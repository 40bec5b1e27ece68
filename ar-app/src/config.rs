//! autoreply configuration loader.
//!
//! Every section is optional: an empty file (or no file at the default path)
//! yields a runnable configuration with the bot inactive.

use serde::Deserialize;
use std::collections::BTreeMap;
use std::net::SocketAddr;
use std::path::{Path, PathBuf};
use std::time::Duration;

use crate::settings::SettingKey;

#[derive(Debug, Clone, Default, Deserialize)]
pub struct AppConfig {
    #[serde(default)]
    pub store: StoreConfig,
    #[serde(default)]
    pub server: ServerConfig,
    #[serde(default)]
    pub engine: EngineConfig,
    #[serde(default)]
    pub generation: GenerationConfig,
    /// Seeds for the live settings table; only keys not yet stored are written.
    #[serde(default)]
    pub bot: BotSeedConfig,
    /// Values from the environment; these overwrite stored settings at startup.
    #[serde(skip)]
    pub bot_overrides: BTreeMap<SettingKey, String>,
}

#[derive(Debug, Clone, Deserialize)]
pub struct StoreConfig {
    #[serde(default = "default_db_path")]
    pub path: PathBuf,
}

impl Default for StoreConfig {
    fn default() -> Self {
        Self {
            path: default_db_path(),
        }
    }
}

#[derive(Debug, Clone, Deserialize)]
pub struct ServerConfig {
    #[serde(default = "default_bind")]
    pub bind: String,
    #[serde(default = "default_http_timeout_seconds")]
    pub http_timeout_seconds: u64,
    #[serde(default = "default_http_max_in_flight")]
    pub http_max_in_flight: usize,
    /// Start the engine together with the HTTP surface.
    #[serde(default = "default_true")]
    pub autostart_bot: bool,
}

impl Default for ServerConfig {
    fn default() -> Self {
        Self {
            bind: default_bind(),
            http_timeout_seconds: default_http_timeout_seconds(),
            http_max_in_flight: default_http_max_in_flight(),
            autostart_bot: true,
        }
    }
}

#[derive(Debug, Clone, Deserialize)]
pub struct EngineConfig {
    #[serde(default = "default_poll_interval_seconds")]
    pub poll_interval_seconds: u64,
    #[serde(default = "default_inactive_sleep_seconds")]
    pub inactive_sleep_seconds: u64,
    #[serde(default = "default_disconnected_sleep_seconds")]
    pub disconnected_sleep_seconds: u64,
    #[serde(default = "default_error_backoff_seconds")]
    pub error_backoff_seconds: u64,
    /// Messages at least this old are never answered.
    #[serde(default = "default_freshness_window_seconds")]
    pub freshness_window_seconds: u64,
    #[serde(default = "default_fetch_count")]
    pub fetch_count: usize,
    #[serde(default = "default_history_limit")]
    pub history_limit: usize,
    #[serde(default)]
    pub reply_to_groups: bool,
    /// Sent when no generation API key is configured.
    #[serde(default = "default_config_error_reply")]
    pub config_error_reply: String,
}

impl Default for EngineConfig {
    fn default() -> Self {
        Self {
            poll_interval_seconds: default_poll_interval_seconds(),
            inactive_sleep_seconds: default_inactive_sleep_seconds(),
            disconnected_sleep_seconds: default_disconnected_sleep_seconds(),
            error_backoff_seconds: default_error_backoff_seconds(),
            freshness_window_seconds: default_freshness_window_seconds(),
            fetch_count: default_fetch_count(),
            history_limit: default_history_limit(),
            reply_to_groups: false,
            config_error_reply: default_config_error_reply(),
        }
    }
}

impl EngineConfig {
    pub fn poll_interval(&self) -> Duration {
        Duration::from_secs(self.poll_interval_seconds)
    }

    pub fn inactive_sleep(&self) -> Duration {
        Duration::from_secs(self.inactive_sleep_seconds)
    }

    pub fn disconnected_sleep(&self) -> Duration {
        Duration::from_secs(self.disconnected_sleep_seconds)
    }

    pub fn error_backoff(&self) -> Duration {
        Duration::from_secs(self.error_backoff_seconds)
    }

    pub fn freshness_window(&self) -> Duration {
        Duration::from_secs(self.freshness_window_seconds)
    }
}

#[derive(Debug, Clone, Deserialize)]
pub struct GenerationConfig {
    /// Fallback chain, tried in order when a model reports zero allowance.
    #[serde(default = "default_models")]
    pub models: Vec<String>,
    #[serde(default = "default_max_calls_per_minute")]
    pub max_calls_per_minute: u32,
    #[serde(default = "default_max_calls_per_day")]
    pub max_calls_per_day: u32,
    #[serde(default = "default_system_prompt")]
    pub system_prompt: String,
    #[serde(default)]
    pub apology_reply: Option<String>,
    /// Override for the Gemini REST base URL.
    #[serde(default)]
    pub api_base: Option<String>,
}

impl Default for GenerationConfig {
    fn default() -> Self {
        Self {
            models: default_models(),
            max_calls_per_minute: default_max_calls_per_minute(),
            max_calls_per_day: default_max_calls_per_day(),
            system_prompt: default_system_prompt(),
            apology_reply: None,
            api_base: None,
        }
    }
}

#[derive(Debug, Clone, Default, Deserialize)]
pub struct BotSeedConfig {
    pub active: Option<bool>,
    pub transport_base_url: Option<String>,
    pub transport_token: Option<String>,
    pub transport_instance_name: Option<String>,
    pub generation_api_key: Option<String>,
}

impl BotSeedConfig {
    pub fn entries(&self) -> Vec<(SettingKey, String)> {
        let mut entries = Vec::new();
        if let Some(active) = self.active {
            entries.push((SettingKey::Active, active.to_string()));
        }
        let strings = [
            (SettingKey::TransportBaseUrl, &self.transport_base_url),
            (SettingKey::TransportToken, &self.transport_token),
            (SettingKey::TransportInstanceName, &self.transport_instance_name),
            (SettingKey::GenerationApiKey, &self.generation_api_key),
        ];
        for (key, value) in strings {
            if let Some(value) = value.as_ref().filter(|v| !v.trim().is_empty()) {
                entries.push((key, value.trim().to_string()));
            }
        }
        entries
    }
}

fn default_db_path() -> PathBuf {
    default_data_dir().join("autoreply.db")
}

fn default_bind() -> String {
    "127.0.0.1:8787".to_string()
}

fn default_http_timeout_seconds() -> u64 {
    30
}

fn default_http_max_in_flight() -> usize {
    64
}

fn default_true() -> bool {
    true
}

fn default_poll_interval_seconds() -> u64 {
    5
}

fn default_inactive_sleep_seconds() -> u64 {
    5
}

fn default_disconnected_sleep_seconds() -> u64 {
    10
}

fn default_error_backoff_seconds() -> u64 {
    10
}

fn default_freshness_window_seconds() -> u64 {
    120
}

fn default_fetch_count() -> usize {
    10
}

fn default_history_limit() -> usize {
    10
}

pub const DEFAULT_CONFIG_ERROR_REPLY: &str = "⚠️ O atendimento automático ainda não foi configurado. Um atendente responderá em breve.";

fn default_config_error_reply() -> String {
    DEFAULT_CONFIG_ERROR_REPLY.to_string()
}

fn default_models() -> Vec<String> {
    vec![
        "gemini-2.0-flash".to_string(),
        "gemini-2.0-flash-lite".to_string(),
        "gemini-1.5-flash".to_string(),
    ]
}

fn default_max_calls_per_minute() -> u32 {
    12
}

fn default_max_calls_per_day() -> u32 {
    1400
}

fn default_system_prompt() -> String {
    "Você é um assistente de atendimento pelo WhatsApp. Responda em português, \
     de forma breve, educada e objetiva."
        .to_string()
}

impl AppConfig {
    /// An explicit path must exist; a missing default path falls back to defaults.
    pub async fn load(path: Option<PathBuf>) -> anyhow::Result<Self> {
        let explicit = path.is_some();
        let path = path.unwrap_or_else(default_config_path);
        let mut cfg = match tokio::fs::read_to_string(&path).await {
            Ok(contents) => Self::parse(&contents)
                .map_err(|e| anyhow::anyhow!("parse config {}: {e}", path.display()))?,
            Err(err) if err.kind() == std::io::ErrorKind::NotFound && !explicit => {
                tracing::warn!(
                    path = %path.display(),
                    "config file not found; using defaults (run `autoreply init` to create one)"
                );
                Self::default()
            }
            Err(err) => {
                return Err(anyhow::anyhow!("read config {}: {err}", path.display()));
            }
        };

        cfg.apply_env_overrides();
        cfg.validate()?;
        Ok(cfg)
    }

    pub fn parse(contents: &str) -> anyhow::Result<Self> {
        Ok(toml::from_str(contents)?)
    }

    fn apply_env_overrides(&mut self) {
        if let Ok(v) = std::env::var("AUTOREPLY_DB_PATH") {
            if !v.trim().is_empty() {
                self.store.path = PathBuf::from(v.trim());
            }
        }
        if let Ok(v) = std::env::var("AUTOREPLY_BIND") {
            if !v.trim().is_empty() {
                self.server.bind = v.trim().to_string();
            }
        }
        let settings_env = [
            ("EVOLUTION_API_URL", SettingKey::TransportBaseUrl),
            ("EVOLUTION_API_TOKEN", SettingKey::TransportToken),
            ("EVOLUTION_INSTANCE", SettingKey::TransportInstanceName),
            ("GEMINI_API_KEY", SettingKey::GenerationApiKey),
        ];
        for (var, key) in settings_env {
            if let Ok(v) = std::env::var(var) {
                if !v.trim().is_empty() {
                    self.bot_overrides.insert(key, v.trim().to_string());
                }
            }
        }
    }

    fn validate(&self) -> anyhow::Result<()> {
        if self.server.bind.parse::<SocketAddr>().is_err() {
            return Err(anyhow::anyhow!(
                "server.bind must be a socket address, got {:?}",
                self.server.bind
            ));
        }
        if self.server.http_max_in_flight == 0 {
            return Err(anyhow::anyhow!("server.http_max_in_flight must be > 0"));
        }
        if self.engine.poll_interval_seconds == 0 {
            return Err(anyhow::anyhow!("engine.poll_interval_seconds must be > 0"));
        }
        if self.engine.fetch_count == 0 {
            return Err(anyhow::anyhow!("engine.fetch_count must be > 0"));
        }
        if self.engine.freshness_window_seconds == 0 {
            return Err(anyhow::anyhow!(
                "engine.freshness_window_seconds must be > 0"
            ));
        }
        if self.generation.models.iter().all(|m| m.trim().is_empty()) {
            return Err(anyhow::anyhow!(
                "generation.models must name at least one model"
            ));
        }
        if self.generation.max_calls_per_minute == 0 || self.generation.max_calls_per_day == 0 {
            return Err(anyhow::anyhow!(
                "generation.max_calls_per_minute and generation.max_calls_per_day must be > 0"
            ));
        }
        Ok(())
    }

    pub fn bind_addr(&self) -> anyhow::Result<SocketAddr> {
        self.server
            .bind
            .parse()
            .map_err(|e| anyhow::anyhow!("invalid server.bind {:?}: {e}", self.server.bind))
    }
}

fn home_dir() -> PathBuf {
    PathBuf::from(std::env::var("HOME").unwrap_or_else(|_| ".".to_string()))
}

pub fn default_config_path() -> PathBuf {
    Path::new(&home_dir()).join(".autoreply").join("config.toml")
}

pub fn default_data_dir() -> PathBuf {
    Path::new(&home_dir()).join(".autoreply").join("data")
}

#[cfg(test)]
mod tests {
    use super::*;

    #[test]
    fn empty_file_yields_defaults() {
        let cfg = AppConfig::parse("").expect("parse");
        assert_eq!(cfg.server.bind, "127.0.0.1:8787");
        assert_eq!(cfg.engine.freshness_window(), Duration::from_secs(120));
        assert_eq!(cfg.engine.fetch_count, 10);
        assert_eq!(cfg.generation.max_calls_per_minute, 12);
        assert_eq!(cfg.generation.max_calls_per_day, 1400);
        assert_eq!(cfg.generation.models.len(), 3);
        assert!(cfg.bot.entries().is_empty());
        cfg.validate().expect("defaults validate");
    }

    #[test]
    fn bot_seed_entries_skip_blank_values() {
        let cfg = AppConfig::parse(
            r#"
[bot]
active = true
transport_base_url = " https://evo.example.com "
transport_token = ""
transport_instance_name = "loja"
"#,
        )
        .expect("parse");
        assert_eq!(
            cfg.bot.entries(),
            vec![
                (SettingKey::Active, "true".to_string()),
                (
                    SettingKey::TransportBaseUrl,
                    "https://evo.example.com".to_string()
                ),
                (SettingKey::TransportInstanceName, "loja".to_string()),
            ]
        );
    }

    #[test]
    fn validate_rejects_bad_values() {
        let mut cfg = AppConfig::parse("[server]\nbind = \"localhost\"").expect("parse");
        assert!(cfg.validate().is_err());

        cfg.server.bind = "0.0.0.0:9000".to_string();
        cfg.validate().expect("valid bind");

        cfg.generation.models = vec![" ".to_string()];
        assert!(cfg.validate().is_err());
    }

    #[test]
    fn unknown_sections_fail_to_parse_as_wrong_types() {
        assert!(AppConfig::parse("[engine]\nfetch_count = \"ten\"").is_err());
    }

    #[tokio::test]
    async fn explicit_missing_path_is_an_error() {
        let dir = tempfile::tempdir().expect("tempdir");
        let missing = dir.path().join("nope.toml");
        assert!(AppConfig::load(Some(missing)).await.is_err());
    }

    #[tokio::test]
    async fn loads_an_explicit_file() {
        let dir = tempfile::tempdir().expect("tempdir");
        let path = dir.path().join("config.toml");
        std::fs::write(
            &path,
            "[engine]\nfetch_count = 25\nreply_to_groups = true\n[generation]\nmodels = [\"m1\"]\n",
        )
        .expect("write config");

        let cfg = AppConfig::load(Some(path)).await.expect("load");
        assert_eq!(cfg.engine.fetch_count, 25);
        assert!(cfg.engine.reply_to_groups);
        assert_eq!(cfg.generation.models, vec!["m1".to_string()]);
    }
}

### What you have to do
Lines that contain the string "when" should be copied from the material above.

### Answer to the problem
    /// Sent when no generation API key is configured.
    /// Fallback chain, tried in order when a model reports zero allowance.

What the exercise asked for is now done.